(Originally posted 2012-12-04.)
I’ve talked about BPXWUNIX before but here’s a nice use case: Filtering REXX query results.
When I get your performance data I have code that stores it in a database which I query with (essentially) REXX. The predicate syntax is very simplistic so I’d like to do better. I can’t replace the syntax (not entirely true but close enough) but I can filter the results better.
Consider the following single step:
Reading it as a "U" shape, I pass the query results to a Unix Pipeline consisting of two stages:
- grep – which filters the query results, prepending the all-important line numbers
- cut – which removes the line contents, leaving just the line numbers
These line numbers (stdout) are passed back to the REXX driving code, along with any error information (stderr).
Any use case would be expected to check stderr before processing stdout.
But what is the point of jumping through these hoops?
As I mentioned most recently in Towards A Pattern Explorer – Jobname Analysis , regular expressions (regexps) are very flexible. So I can very easily code a filtering regexp that could be used to reduce the results of my original database query. The diagram above shows just such a workflow. But now for some actual REXX code…
/* REXX */ s.1.1=1234 s.1.2=7543 s.1.3=8911 s.2.0=3 s.2.1='XYZZY' s.2.2='Proxy' s.2.3='Xylophone' atstart='¬' grepstring=atstart'XY' cmd='grep -i -n "'grepstring'" | cut -f1 -d:' call bpxwunix cmd,s.2.,filter.,stderr. do f=1 to filter.0 item=filter.f say item s.1.item end do e=1 to stderr.0 say stderr.e end
Let’s examine the code:
- The first few lines emulate the query – filling a grid of stem variables with data. The code filters on the s.2. variables but eventually it’ll be the surviving s.1. variables that will be printed.
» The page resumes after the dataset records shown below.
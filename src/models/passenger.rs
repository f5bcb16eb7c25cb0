use serde::{Deserialize, Serialize};

#[derive(Debug, Clone, Serialize, Deserialize)]
pub struct PassengerInput {
    #[serde(rename = "type")]
    pub passenger_type: Option<String>,
    pub title: String,
    pub given_name: String,
    pub family_name: String,
    pub gender: String,
    pub born_on: String,
    pub email: String,
    pub phone_number: String,
}

/// One structural problem with one passenger record. Order creation returns
/// every problem found, not just the first, so the caller can show them all
/// at once.
#[derive(Debug, Clone, Serialize)]
pub struct PassengerFieldError {
    pub passenger_index: usize,
    pub field: &'static str,
    pub message: String,
}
- The line where atstart is assigned a value is interesting: With my emulator (x3270) I can’t actually type a circumflex (^) but it turns out the tilde (¬) works fine for me instead. (In regexps "^" means "the match starts at the beginning of the line".) So I set this variable so I never have to worry about it again – using it as I construct the regexp in the next line.
- In this example the regular expression merely says "match anything starting with ‘XY’". Big deal, I could’ve done that easily in REXX. 🙂
- The "-i" switch on the grep command says "match without regard to case". Again easy to do in REXX. 🙂
- Specifying "-n" says "add line numbers on the front of the matching rows.
- Cut throws away the matching rows, just returning the line numbers for them. "-f1" says "return the first field" and "-d:" says "the first field ends at a colon". In fact the line number ends with a colon so this is a good point to cut the record".
- Note that s.2.0 has to be set to the number of variables to be passed but s.1.0 doesn’t. I stress this as it may catch you out.
- Results are returned from BPXWUNIX in filter. variables (and filter.0 is the count of them) and stderr. contains any error messages.
- The first loop iterates over the returned results (two records in stdout, one with the number "1" and the other with the number "3"). These are used as indexes into the s.1. variables. So s.1.1 (1234) and s.1.3 (8911) are printed.
- Finally any error messages are printed. In Production you might actually test for the presence of nastygrams 🙂 before deciding to use the results of the grep / cut pipeline. In my testing I want both.
There are probably other ways of achieving the same thing – using regexps – using Unix programs. If you prefer them use them. This one seems quite simple to me, Unixwise. And it certainly complies with my performance objective of only transiting once to Unix programs and back. Of course, if you have a lot of filtering instances within a program you’ll transit more often – but then the effect on performance is probably still unnoticeable.
I think the first place I might use this is to better refine what I mean by a “Batch Suite”. I’ve talked about that one before.